### Exercise instructions
Repeat exactly the lines below that lie between the line with "impl<T: Clone> BucketQueue<T>" and the line with "capacity is 0.", counting both of those lines as part of the answer.

### Task input
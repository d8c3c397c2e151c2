//! Wire-format frame types for the five in-scope frames (HEADERS, DATA,
//! PRIORITY, RST_STREAM, PUSH_PROMISE) plus WINDOW_UPDATE and CONTINUATION,
//! which the connection needs for its own bookkeeping and header-block
//! splitting. SETTINGS, PING and GOAWAY are connection-setup/keepalive
//! concerns outside this crate's scope and have no wire type here.

pub mod continuation;
pub mod data;
pub mod frames;
pub mod headers;
pub mod priority_frame;
pub mod push_promise;
pub mod rst_stream;
pub mod window_update;

pub use continuation::{ContinuationFlags, ContinuationFrame};
pub use data::{DataFlags, DataFrame};
pub use frames::{
    pack_header, parse_padded_payload, unpack_header, Flag, Frame, FrameHeader,
    FrameHeaderBuffer, FrameType, RawFrame,
};
pub use headers::{HeadersFlags, HeadersFrame, StreamDependency};
pub use priority_frame::{PriorityFlags, PriorityFrame};
pub use push_promise::{PushPromiseFlags, PushPromiseFrame};
pub use rst_stream::{RstStreamFlags, RstStreamFrame};
pub use window_update::{WindowUpdateFlags, WindowUpdateFrame};

use crate::types::StreamId;

/// Any frame this crate might hand the connection to write. `write_frame`
/// takes this rather than being generic over `Frame` so the façade trait
/// stays object-safe.
#[derive(Clone, Debug, PartialEq, Eq)]
pub enum OutboundFrame {
    Headers(HeadersFrame),
    Data(DataFrame),
    Priority(PriorityFrame),
    RstStream(RstStreamFrame),
    PushPromise(PushPromiseFrame),
    WindowUpdate(WindowUpdateFrame),
    Continuation(ContinuationFrame),
}

impl OutboundFrame {
    pub fn stream_id(&self) -> StreamId {
        match self {
            OutboundFrame::Headers(f) => f.stream_id(),
            OutboundFrame::Data(f) => f.stream_id(),
            OutboundFrame::Priority(f) => f.stream_id(),
            OutboundFrame::RstStream(f) => f.stream_id(),
            OutboundFrame::PushPromise(f) => f.stream_id(),
            OutboundFrame::WindowUpdate(f) => f.stream_id(),
            OutboundFrame::Continuation(f) => f.stream_id(),
        }
    }

    pub fn serialize(&self) -> Vec<u8> {
        match self {
            OutboundFrame::Headers(f) => f.serialize(),
            OutboundFrame::Data(f) => f.serialize(),
            OutboundFrame::Priority(f) => f.serialize(),
            OutboundFrame::RstStream(f) => f.serialize(),
            OutboundFrame::PushPromise(f) => f.serialize(),
            OutboundFrame::WindowUpdate(f) => f.serialize(),
            OutboundFrame::Continuation(f) => f.serialize(),
        }
    }
}
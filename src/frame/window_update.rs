//! WINDOW_UPDATE frame (RFC 7540 Section 6.9): communicates a flow-control
//! window increment, either for one stream or (stream id 0) the connection.

use super::frames::{Frame, FrameHeader, FrameType, RawFrame};
use crate::error::Error;
use crate::types::StreamId;

bitflags::bitflags! {
    /// WINDOW_UPDATE defines no flags.
    pub struct WindowUpdateFlags: u8 {
        const NONE = 0x0;
    }
}

impl super::frames::Flag for WindowUpdateFlags {
    fn bitmask(self) -> u8 {
        self.bits()
    }
}

#[derive(Clone, Copy, Debug, PartialEq, Eq)]
pub struct WindowUpdateFrame {
    pub stream_id: StreamId,
    pub increment: u32,
}

impl WindowUpdateFrame {
    pub fn new(stream_id: StreamId, increment: u32) -> WindowUpdateFrame {
        WindowUpdateFrame { stream_id, increment }
    }

    /// True when this increment applies to the connection as a whole rather
    /// than a single stream.
    pub fn is_connection_level(&self) -> bool {
        self.stream_id == 0
    }
}

impl Frame for WindowUpdateFrame {
    type FlagType = WindowUpdateFlags;

    fn from_raw(raw: &RawFrame) -> Result<WindowUpdateFrame, Error> {
        let (len, frame_type, _flags, stream_id) = raw.header;
        if FrameType::from_u8(frame_type) != FrameType::WindowUpdate {
            return Err(Error::FrameFormatError {
                frame_type: "WINDOW_UPDATE",
                reason: "frame type octet is not WINDOW_UPDATE",
            });
        }
        if len != 4 || raw.payload.len() != 4 {
            return Err(Error::FrameFormatError {
                frame_type: "WINDOW_UPDATE",
                reason: "payload must be exactly 4 octets",
            });
        }
        let raw_increment = u32::from_be_bytes([
            raw.payload[0],
            raw.payload[1],
            raw.payload[2],
            raw.payload[3],
        ]);
        let increment = raw_increment & 0x7fff_ffff;
        if increment == 0 {
            return Err(Error::FrameFormatError {
                frame_type: "WINDOW_UPDATE",
                reason: "increment of 0 is not permitted",
            });
        }

        Ok(WindowUpdateFrame { stream_id, increment })
    }

    fn is_set(&self, _flag: WindowUpdateFlags) -> bool {
        false
    }

    fn set_flag(&mut self, _flag: WindowUpdateFlags) {}

    fn stream_id(&self) -> StreamId {
        self.stream_id
    }

    fn header(&self) -> FrameHeader {
        (4, FrameType::WindowUpdate.as_u8(), 0, self.stream_id)
    }

    fn serialize(&self) -> Vec<u8> {
        let mut buf = Vec::with_capacity(13);
        buf.extend_from_slice(&super::frames::pack_header(&self.header()));
        buf.extend_from_slice(&(self.increment & 0x7fff_ffff).to_be_bytes());
        buf
    }
}

#[cfg(test)]
mod tests {
    use super::*;

    #[test]
    fn round_trips_increment() {
        let frame = WindowUpdateFrame::new(3, 100);
        let raw = RawFrame::with_payload(frame.header(), frame.serialize()[9..].to_vec());
        let parsed = WindowUpdateFrame::from_raw(&raw).unwrap();
        assert_eq!(parsed, frame);
    }

    #[test]
    fn rejects_zero_increment() {
        let raw = RawFrame::with_payload((4, FrameType::WindowUpdate.as_u8(), 0, 1), vec![0; 4]);
        assert!(WindowUpdateFrame::from_raw(&raw).is_err());
    }

    #[test]
    fn stream_zero_is_connection_level() {
        assert!(WindowUpdateFrame::new(0, 10).is_connection_level());
        assert!(!WindowUpdateFrame::new(1, 10).is_connection_level());
    }
}
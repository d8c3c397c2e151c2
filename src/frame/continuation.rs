//! CONTINUATION frame (RFC 7540 Section 6.10): carries the overflow of a
//! HEADERS or PUSH_PROMISE block too large for `SETTINGS_MAX_FRAME_SIZE`.
//! Splitting a block across CONTINUATIONs is the framing layer's concern;
//! this type only encodes/decodes one such frame.

use super::frames::{Flag, Frame, FrameHeader, FrameType, RawFrame};
use crate::error::Error;
use crate::types::StreamId;

bitflags::bitflags! {
    pub struct ContinuationFlags: u8 {
        const END_HEADERS = 0x4;
    }
}

impl Flag for ContinuationFlags {
    fn bitmask(self) -> u8 {
        self.bits()
    }
}

#[derive(Clone, Debug, PartialEq, Eq)]
pub struct ContinuationFrame {
    pub stream_id: StreamId,
    pub header_fragment: Vec<u8>,
    flags: ContinuationFlags,
}

impl ContinuationFrame {
    pub fn new(stream_id: StreamId, header_fragment: Vec<u8>) -> ContinuationFrame {
        ContinuationFrame {
            stream_id,
            header_fragment,
            flags: ContinuationFlags::empty(),
        }
    }

    pub fn set_end_headers(&mut self) {
        self.set_flag(ContinuationFlags::END_HEADERS);
    }

    pub fn is_end_headers(&self) -> bool {
        self.is_set(ContinuationFlags::END_HEADERS)
    }
}

impl Frame for ContinuationFrame {
    type FlagType = ContinuationFlags;

    fn from_raw(raw: &RawFrame) -> Result<ContinuationFrame, Error> {
        let (len, frame_type, flags, stream_id) = raw.header;
        if FrameType::from_u8(frame_type) != FrameType::Continuation {
            return Err(Error::FrameFormatError {
                frame_type: "CONTINUATION",
                reason: "frame type octet is not CONTINUATION",
            });
        }
        if len as usize != raw.payload.len() {
            return Err(Error::FrameFormatError {
                frame_type: "CONTINUATION",
                reason: "declared length does not match payload",
            });
        }
        if stream_id == 0 {
            return Err(Error::FrameFormatError {
                frame_type: "CONTINUATION",
                reason: "must not be associated with stream 0",
            });
        }

        Ok(ContinuationFrame {
            stream_id,
            header_fragment: raw.payload.clone(),
            flags: ContinuationFlags::from_bits_truncate(flags),
        })
    }

    fn is_set(&self, flag: ContinuationFlags) -> bool {
        self.flags.contains(flag)
    }

    fn set_flag(&mut self, flag: ContinuationFlags) {
        self.flags.insert(flag);
    }

    fn stream_id(&self) -> StreamId {
        self.stream_id
    }

    fn header(&self) -> FrameHeader {
        (
            self.header_fragment.len() as u32,
            FrameType::Continuation.as_u8(),
            self.flags.bits(),
            self.stream_id,
        )
    }

    fn serialize(&self) -> Vec<u8> {
        let mut buf = Vec::with_capacity(9 + self.header_fragment.len());
        buf.extend_from_slice(&super::frames::pack_header(&self.header()));
        buf.extend_from_slice(&self.header_fragment);
        buf
    }
}

#[cfg(test)]
mod tests {
    use super::*;

    #[test]
    fn round_trips_fragment() {
        let mut frame = ContinuationFrame::new(2, b"rest-of-the-block".to_vec());
        frame.set_end_headers();
        let raw = RawFrame::with_payload(frame.header(), frame.serialize()[9..].to_vec());
        let parsed = ContinuationFrame::from_raw(&raw).unwrap();
        assert_eq!(parsed, frame);
    }

    #[test]
    fn rejects_stream_zero() {
        let raw = RawFrame::with_payload((0, FrameType::Continuation.as_u8(), 0, 0), Vec::new());
        assert!(ContinuationFrame::from_raw(&raw).is_err());
    }
}
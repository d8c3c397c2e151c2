//! Flow control primitive (RFC 7540 Section 6.9).
//!
//! A `Window` tracks how many octets of DATA one side of a stream (or the
//! connection as a whole) is still willing to accept. Credit is strictly
//! additive/subtractive: there is no implicit replenishment. `expand` is
//! driven by WINDOW_UPDATE frames; `consume` is charged by DATA frames.

use crate::error::Error;
use crate::types::MAX_WINDOW_SIZE;

/// A signed flow-control credit counter.
///
/// `available` may go negative: SETTINGS_INITIAL_WINDOW_SIZE changes can
/// shrink a stream's window out from under data already in flight, and RFC
/// 7540 Section 6.9.2 requires that this be tolerated rather than treated as
/// an error. Once negative, the window is *exhausted* and the caller must
/// not charge further frames against it until enough WINDOW_UPDATEs arrive
/// to bring it back to non-negative.
#[derive(Clone, Copy, Debug, PartialEq, Eq)]
pub struct Window {
    /// The last initial size this window was (re)based on.
    capacity: i32,
    /// The current credit.
    available: i32,
}

impl Window {
    /// Creates a window initialized to `initial_size` on both fields.
    pub fn new(initial_size: i32) -> Window {
        Window {
            capacity: initial_size,
            available: initial_size,
        }
    }

    pub fn available(&self) -> i32 {
        self.available
    }

    pub fn capacity(&self) -> i32 {
        self.capacity
    }

    /// True iff this window currently holds less credit than its capacity,
    /// i.e. some of it has been consumed and not yet refilled.
    pub fn is_limited(&self) -> bool {
        self.available < self.capacity
    }

    /// True iff no further DATA may be charged against this window.
    pub fn is_exhausted(&self) -> bool {
        self.available <= 0
    }

    /// Charges `n` octets against the window. Always succeeds arithmetically;
    /// the window may go negative, at which point it is exhausted and the
    /// caller is responsible for refusing further frames (Section 4.3/4.4).
    pub fn consume(&mut self, n: u32) {
        // DATA frame lengths are bounded well under i32::MAX by
        // SETTINGS_MAX_FRAME_SIZE, so this narrowing is not lossy in practice.
        self.available -= n as i32;
    }

    /// Applies a WINDOW_UPDATE increment. Fails if the result would exceed
    /// the protocol maximum of 2^31-1.
    pub fn expand(&mut self, increment: u32) -> Result<(), Error> {
        let delta = increment as i64;
        let next = self.available as i64 + delta;
        if next > MAX_WINDOW_SIZE as i64 {
            return Err(Error::FlowControlOverflow { delta });
        }
        self.available = next as i32;
        Ok(())
    }

    /// Rebases the window onto a new SETTINGS_INITIAL_WINDOW_SIZE, preserving
    /// the delta already in flight (RFC 7540 Section 6.9.2): the window's
    /// available credit moves by the same amount the capacity does.
    pub fn set_initial_size(&mut self, new_initial_size: i32) -> Result<(), Error> {
        let delta = new_initial_size as i64 - self.capacity as i64;
        let next = self.available as i64 + delta;
        if next > MAX_WINDOW_SIZE as i64 {
            return Err(Error::FlowControlOverflow { delta });
        }
        self.capacity = new_initial_size;
        self.available = next as i32;
        Ok(())
    }
}
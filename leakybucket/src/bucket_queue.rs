//! Ordered buffer of the events a bucket has accepted.
//!
//! This is a thin wrapper around `VecDeque` that can optionally enforce a
//! maximum size set at construction time. When pushing to a full bounded
//! queue, the oldest element is removed first.

use std::{collections::VecDeque, num::NonZeroUsize};

/// An ordered, bounded-or-unbounded queue.
#[derive(Clone, Debug)]
pub struct BucketQueue<T> {
    buf: VecDeque<T>,
    max_size: Option<NonZeroUsize>,
}

impl<T> BucketQueue<T> {
    /// Create a queue that grows without bound.
    pub fn unbounded() -> Self {
        Self {
            buf: VecDeque::new(),
            max_size: None,
        }
    }

    /// Create a queue holding at most `max_size` elements.
    pub fn bounded(max_size: NonZeroUsize) -> Self {
        Self {
            buf: VecDeque::with_capacity(max_size.get()),
            max_size: Some(max_size),
        }
    }

    /// Create a queue, bounded if `max_size` is given and nonzero.
    pub fn new(max_size: Option<usize>) -> Self {
        match max_size.and_then(NonZeroUsize::new) {
            Some(max_size) => Self::bounded(max_size),
            None => Self::unbounded(),
        }
    }

    /// Push an element to the back of the queue.
    /// If the queue is bounded and full, the oldest element is removed first.
    pub fn push_back(&mut self, value: T) {
        if let Some(max_size) = self.max_size
            && self.buf.len() >= max_size.get()
        {
            self.buf.pop_front();
        }
        self.buf.push_back(value);
    }

    /// Returns the number of elements in the queue.
    pub fn len(&self) -> usize {
        self.buf.len()
    }

    /// Returns true if the queue is empty.
    pub fn is_empty(&self) -> bool {
        self.buf.is_empty()
    }

    /// Returns the size limit, if any.
    pub fn max_size(&self) -> Option<NonZeroUsize> {
        self.max_size
    }

    /// Returns an iterator over the elements, from oldest to newest.
    pub fn iter(&self) -> impl DoubleEndedIterator<Item = &T> + ExactSizeIterator {
        self.buf.iter()
    }

    /// Clears the queue, removing all elements.
    pub fn clear(&mut self) {
        self.buf.clear();
    }
}

impl<T: Clone> BucketQueue<T> {
    /// Copy the contents, from oldest to newest.
    pub fn to_vec(&self) -> Vec<T> {
        self.buf.iter().cloned().collect()
    }
}

impl<T> Default for BucketQueue<T> {
    fn default() -> Self {
        Self::unbounded()
    }
}
//! The overflow signal a bucket hands to the downstream alerting stage.

use crate::event::Event;
use chrono::{DateTime, Utc};
use serde::Serialize;
use std::sync::Arc;
use tokio::sync::mpsc;

/// Emitted once per rejected pour, carrying a copy of the bucket's queue at that moment.
#[derive(Clone, Debug, PartialEq, Serialize)]
pub struct Overflow {
    /// Scenario the bucket belongs to.
    pub scenario: Arc<str>,
    /// Timestamp of the first event poured into the bucket.
    pub first_ts: DateTime<Utc>,
    /// Timestamp of the pour that overflowed.
    pub overflow_ts: DateTime<Utc>,
    /// Number of events poured so far, including this one.
    pub total_count: u64,
    /// The queued events, oldest first. The event that overflowed is last.
    pub events: Vec<Event>,
}

/// Returned when the receiving side of the overflow channel is gone.
#[derive(Debug)]
pub struct SinkClosed(pub Overflow);

/// Sending half of the overflow channel. Cheap to clone, and shared by many buckets.
#[derive(Clone, Debug)]
pub struct OverflowSender {
    tx: mpsc::Sender<Overflow>,
}

impl OverflowSender {
    /// Wrap an existing channel sender.
    pub fn new(tx: mpsc::Sender<Overflow>) -> Self {
        Self { tx }
    }

    /// Hand an overflow to the consumer.
    ///
    /// Waits while the channel is full, so a bucket under sustained overflow
    /// cannot run ahead of the consumer. Fails only if the consumer has gone away.
    pub async fn send(&self, overflow: Overflow) -> Result<(), SinkClosed> {
        self.tx
            .send(overflow)
            .await
            .map_err(|mpsc::error::SendError(overflow)| SinkClosed(overflow))
    }

    /// True if the receiver has been dropped.
    pub fn is_closed(&self) -> bool {
        self.tx.is_closed()
    }
}

/// Make an overflow channel holding at most `capacity` undelivered signals.
///
/// # Panics
/// Panics if capacity is 0.
pub fn overflow_channel(capacity: usize) -> (OverflowSender, mpsc::Receiver<Overflow>) {
    let (tx, rx) = mpsc::channel(capacity);
    (OverflowSender::new(tx), rx)
}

### Output
impl<T: Clone> BucketQueue<T> {
    /// Copy the contents, from oldest to newest.
    pub fn to_vec(&self) -> Vec<T> {
        self.buf.iter().cloned().collect()
    }
}

impl<T> Default for BucketQueue<T> {
    fn default() -> Self {
        Self::unbounded()
    }
}
//! The overflow signal a bucket hands to the downstream alerting stage.

use crate::event::Event;
use chrono::{DateTime, Utc};
use serde::Serialize;
use std::sync::Arc;
use tokio::sync::mpsc;

/// Emitted once per rejected pour, carrying a copy of the bucket's queue at that moment.
#[derive(Clone, Debug, PartialEq, Serialize)]
pub struct Overflow {
    /// Scenario the bucket belongs to.
    pub scenario: Arc<str>,
    /// Timestamp of the first event poured into the bucket.
    pub first_ts: DateTime<Utc>,
    /// Timestamp of the pour that overflowed.
    pub overflow_ts: DateTime<Utc>,
    /// Number of events poured so far, including this one.
    pub total_count: u64,
    /// The queued events, oldest first. The event that overflowed is last.
    pub events: Vec<Event>,
}

/// Returned when the receiving side of the overflow channel is gone.
#[derive(Debug)]
pub struct SinkClosed(pub Overflow);

/// Sending half of the overflow channel. Cheap to clone, and shared by many buckets.
#[derive(Clone, Debug)]
pub struct OverflowSender {
    tx: mpsc::Sender<Overflow>,
}

impl OverflowSender {
    /// Wrap an existing channel sender.
    pub fn new(tx: mpsc::Sender<Overflow>) -> Self {
        Self { tx }
    }

    /// Hand an overflow to the consumer.
    ///
    /// Waits while the channel is full, so a bucket under sustained overflow
    /// cannot run ahead of the consumer. Fails only if the consumer has gone away.
    pub async fn send(&self, overflow: Overflow) -> Result<(), SinkClosed> {
        self.tx
            .send(overflow)
            .await
            .map_err(|mpsc::error::SendError(overflow)| SinkClosed(overflow))
    }

    /// True if the receiver has been dropped.
    pub fn is_closed(&self) -> bool {
        self.tx.is_closed()
    }
}

/// Make an overflow channel holding at most `capacity` undelivered signals.
///
/// # Panics
/// Panics if capacity is 0.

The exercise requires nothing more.